- **WORK TO BE COMPLETED**
Below are some records. Return exactly the lines from the one containing "filename src/database/sqlite.rs" through the one containing "if let SqliteTarget::File(path)", both included, and only those.

- **DATA FOR PROCESSING**
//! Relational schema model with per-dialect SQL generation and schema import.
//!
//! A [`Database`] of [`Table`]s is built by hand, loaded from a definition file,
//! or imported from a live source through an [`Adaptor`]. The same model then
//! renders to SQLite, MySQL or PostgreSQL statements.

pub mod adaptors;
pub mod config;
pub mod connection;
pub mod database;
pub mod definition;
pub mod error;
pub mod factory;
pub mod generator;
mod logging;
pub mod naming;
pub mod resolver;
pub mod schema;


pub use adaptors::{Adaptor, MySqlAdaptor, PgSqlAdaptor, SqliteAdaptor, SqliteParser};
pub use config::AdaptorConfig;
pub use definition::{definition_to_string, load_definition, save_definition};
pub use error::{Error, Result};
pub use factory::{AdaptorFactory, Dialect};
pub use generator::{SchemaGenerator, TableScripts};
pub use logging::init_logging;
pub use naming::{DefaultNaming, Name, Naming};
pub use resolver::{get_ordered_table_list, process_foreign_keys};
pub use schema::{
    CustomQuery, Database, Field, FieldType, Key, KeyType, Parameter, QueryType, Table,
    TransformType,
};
---
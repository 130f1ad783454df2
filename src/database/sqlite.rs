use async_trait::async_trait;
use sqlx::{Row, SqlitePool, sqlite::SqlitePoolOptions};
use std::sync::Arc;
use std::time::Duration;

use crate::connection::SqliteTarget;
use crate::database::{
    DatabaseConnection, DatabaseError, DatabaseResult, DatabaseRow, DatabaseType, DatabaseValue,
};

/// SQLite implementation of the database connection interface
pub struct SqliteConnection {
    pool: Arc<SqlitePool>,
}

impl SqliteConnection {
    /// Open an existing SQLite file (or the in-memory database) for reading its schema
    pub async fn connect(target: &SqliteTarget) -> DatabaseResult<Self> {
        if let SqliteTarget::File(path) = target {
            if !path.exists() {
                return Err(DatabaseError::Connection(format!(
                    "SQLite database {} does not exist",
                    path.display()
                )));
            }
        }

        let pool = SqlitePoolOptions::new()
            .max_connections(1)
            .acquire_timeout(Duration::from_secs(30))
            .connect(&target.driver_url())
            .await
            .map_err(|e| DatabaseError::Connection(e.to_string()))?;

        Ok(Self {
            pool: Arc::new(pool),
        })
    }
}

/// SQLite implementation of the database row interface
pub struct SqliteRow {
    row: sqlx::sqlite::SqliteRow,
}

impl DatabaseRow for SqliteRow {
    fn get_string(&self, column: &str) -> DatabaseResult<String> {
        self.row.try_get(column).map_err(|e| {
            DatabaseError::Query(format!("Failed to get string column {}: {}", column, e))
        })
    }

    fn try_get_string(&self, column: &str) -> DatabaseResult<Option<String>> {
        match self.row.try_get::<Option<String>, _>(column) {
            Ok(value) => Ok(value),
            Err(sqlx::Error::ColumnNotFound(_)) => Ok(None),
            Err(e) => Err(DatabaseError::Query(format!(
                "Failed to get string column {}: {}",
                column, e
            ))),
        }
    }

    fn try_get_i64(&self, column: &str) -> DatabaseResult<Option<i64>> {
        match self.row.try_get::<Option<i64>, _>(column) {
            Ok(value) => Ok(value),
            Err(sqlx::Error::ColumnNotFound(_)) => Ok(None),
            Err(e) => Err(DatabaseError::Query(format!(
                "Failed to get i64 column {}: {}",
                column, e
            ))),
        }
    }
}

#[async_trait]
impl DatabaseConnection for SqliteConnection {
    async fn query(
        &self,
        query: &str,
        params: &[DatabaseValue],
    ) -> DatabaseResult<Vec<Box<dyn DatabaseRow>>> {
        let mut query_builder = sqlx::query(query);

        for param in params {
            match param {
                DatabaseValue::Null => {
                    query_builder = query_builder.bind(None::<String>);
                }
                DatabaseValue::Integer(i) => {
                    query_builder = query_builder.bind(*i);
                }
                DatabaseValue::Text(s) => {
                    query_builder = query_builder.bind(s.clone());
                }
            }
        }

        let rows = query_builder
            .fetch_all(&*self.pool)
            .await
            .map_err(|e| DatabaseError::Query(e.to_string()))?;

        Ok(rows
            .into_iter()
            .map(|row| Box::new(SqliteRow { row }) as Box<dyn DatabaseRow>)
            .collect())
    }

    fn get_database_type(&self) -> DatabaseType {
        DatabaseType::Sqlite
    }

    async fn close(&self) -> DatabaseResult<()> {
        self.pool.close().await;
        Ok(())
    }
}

- **EXERCISE SOLUTION**
filename src/database/sqlite.rs
use async_trait::async_trait;
use sqlx::{Row, SqlitePool, sqlite::SqlitePoolOptions};
use std::sync::Arc;
use std::time::Duration;

use crate::connection::SqliteTarget;
use crate::database::{
    DatabaseConnection, DatabaseError, DatabaseResult, DatabaseRow, DatabaseType, DatabaseValue,
};

/// SQLite implementation of the database connection interface
pub struct SqliteConnection {
    pool: Arc<SqlitePool>,
}

impl SqliteConnection {
    /// Open an existing SQLite file (or the in-memory database) for reading its schema
    pub async fn connect(target: &SqliteTarget) -> DatabaseResult<Self> {
        if let SqliteTarget::File(path) = target {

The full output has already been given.